Bruce is right ... I am back, and the return is from England, where I've been working on their 'brownfields' - which are a bit different: any previously developed land, not necessaily tinged with contamination concerns. They're pursuing a "triple bottom line" in a lot of their work, trying to articulate and then meet environmental, social AND economic objectives on each project. But their logic and approach involves "regeneration" of AREAS, not just sites, so off-site impacts are central to their thinking -- and have been to mine for a while, now.

Bruce is also right that most brownfields are in places with populations of 50,000 or more-- but that does not mean there is not waste (and wasteful precedents) in smaller settings. More importantly, my comment on the capacity of local governments to conduct the analyses recommended in this discussion was underscored by Ignacio -- who has done wonders in Emeryville, buoyed up by the exceptional property values in the Bay area..

One economic datum that even small municipalities can, and do, track -- because they have to, and often because the records are maintained by the counties in which they are located -- is the value of the real estate within their borders. They rely on property taxation for much of their revenues, so property values are known. But they rarely use that information to make subsidy decisions, except for those few places that have applied a Tax Increment Financing or TIF logic to their brownfield subsidy decisions, whether or not their states have granted formal TIF powers to localities.
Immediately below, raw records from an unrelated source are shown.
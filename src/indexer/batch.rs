use futures::future::join_all;
use serde::Deserialize;
use std::fmt::{Debug, Display};
use std::future::Future;
use std::time::Duration;

use crate::error::{PipelineError, PipelineResult};

/// Group width and pause used when fanning out RPC calls.
#[derive(Debug, Clone, Copy, PartialEq, Eq, Deserialize)]
pub struct BatchPolicy {
    pub concurrency: usize,
    pub delay_ms: u64,
}

impl BatchPolicy {
    pub const fn new(concurrency: usize, delay_ms: u64) -> Self {
        Self {
            concurrency,
            delay_ms,
        }
    }

    /// Chunked `eth_getLogs` queries.
    pub const fn log_queries() -> Self {
        Self::new(3, 100)
    }

    /// Per-block timestamp lookups.
    pub const fn timestamp_lookups() -> Self {
        Self::new(10, 50)
    }

    pub fn delay(&self) -> Duration {
        Duration::from_millis(self.delay_ms)
    }
}

/// Run `fetch_one` over `items` in consecutive groups of `policy.concurrency`.
///
/// Calls inside a group run concurrently and the next group starts only once
/// the whole group has completed, with `policy.delay` of idle time between
/// groups. Results line up with `items` regardless of completion order.
/// The first failing item (by position) fails the whole run.
pub async fn run_batched<I, T, E, F, Fut>(
    items: &[I],
    policy: BatchPolicy,
    mut fetch_one: F,
) -> PipelineResult<Vec<T>>
where
    I: Debug,
    E: Display,
    F: FnMut(&I) -> Fut,
    Fut: Future<Output = Result<T, E>>,
{
    let group_size = policy.concurrency.max(1);
    let mut results = Vec::with_capacity(items.len());

    for (group_index, group) in items.chunks(group_size).enumerate() {
        let outcomes = join_all(group.iter().map(&mut fetch_one)).await;

        for (offset, outcome) in outcomes.into_iter().enumerate() {
            match outcome {
                Ok(value) => results.push(value),
                Err(e) => {
                    let index = group_index * group_size + offset;
                    return Err(PipelineError::BatchItem {
                        index,
                        item: format!("{:?}", group[offset]),
                        reason: e.to_string(),
                    });
                }
            }
        }

        let processed = (group_index + 1) * group_size;
        if processed < items.len() && policy.delay_ms > 0 {
            tokio::time::sleep(policy.delay()).await;
        }
    }

    Ok(results)
}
When the economic benefits of the off-site impacts of mitigating highly visible brownfields are taken into consideration, it is possible that subsidies are TOO LOW, given the returns from some projects. This statement presumes that the social equity and environmental impacts of the project are not so negative as to undermine the purely economic returns to the public -- other property owners in the neighborhood -- and to the local public coffers.
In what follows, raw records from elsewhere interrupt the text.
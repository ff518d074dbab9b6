use alloy::primitives::U256;

use super::{movements, TokenMovement};
use crate::indexer::types::EventSnapshot;

pub const DAY_SECS: u64 = 86_400;

/// Events with `timestamp >= now - window_secs`.
pub fn count_since<'a, M, I>(events: I, now: u64, window_secs: u64) -> usize
where
    M: TokenMovement + ?Sized + 'a,
    I: IntoIterator<Item = &'a M>,
{
    let cutoff = now.saturating_sub(window_secs);
    events
        .into_iter()
        .filter(|e| e.timestamp() >= cutoff)
        .count()
}

/// Headline numbers of a snapshot.
#[derive(Debug, Clone, PartialEq, Eq)]
pub struct Summary {
    pub active_wallets: usize,
    pub transfers_24h: usize,
    pub total_volume: U256,
    pub deposits: usize,
    pub circulating_supply: U256,
}

pub fn summarize(
    snapshot: &EventSnapshot,
    active_wallets: usize,
    circulating_supply: U256,
    now: u64,
) -> Summary {
    let moves = movements(snapshot);
    let total_volume = moves
        .iter()
        .fold(U256::ZERO, |acc, e| acc.saturating_add(e.amount()));

    Summary {
        active_wallets,
        transfers_24h: count_since(moves.iter().copied(), now, DAY_SECS),
        total_volume,
        deposits: snapshot.tokens_deposited.len(),
        circulating_supply,
    }
}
(I offer this observation about subsidy levels to make clear that I am not opposed to supporting brownfield redevelopment at all. My concern is for efficiency in assuring public returns for the expenditure of public resources on projects driven primarily by the pursuit of private profit on the part of the developers. So, certainly, Barry's comment that he and I are not as far apart as my straw men miht have implied is accurate.)

There are very few studies out there that provide any solid data on the off-site property value impacts of brownfield redevelopments..(The little evidence I know of, in fact, deals with other contaminated land reclamations -- RCRA, BRAC, Superfund -- more than with brownfields.) If we had such data -- and developed ways of measuring related social and environmental impacts off site -- then we might be able to offer the smaller municipalities-- those with less than 250,000 populations, let's say, a set of yardsticks for measuring the returns on projects and thus for setting maximum subsidy levels.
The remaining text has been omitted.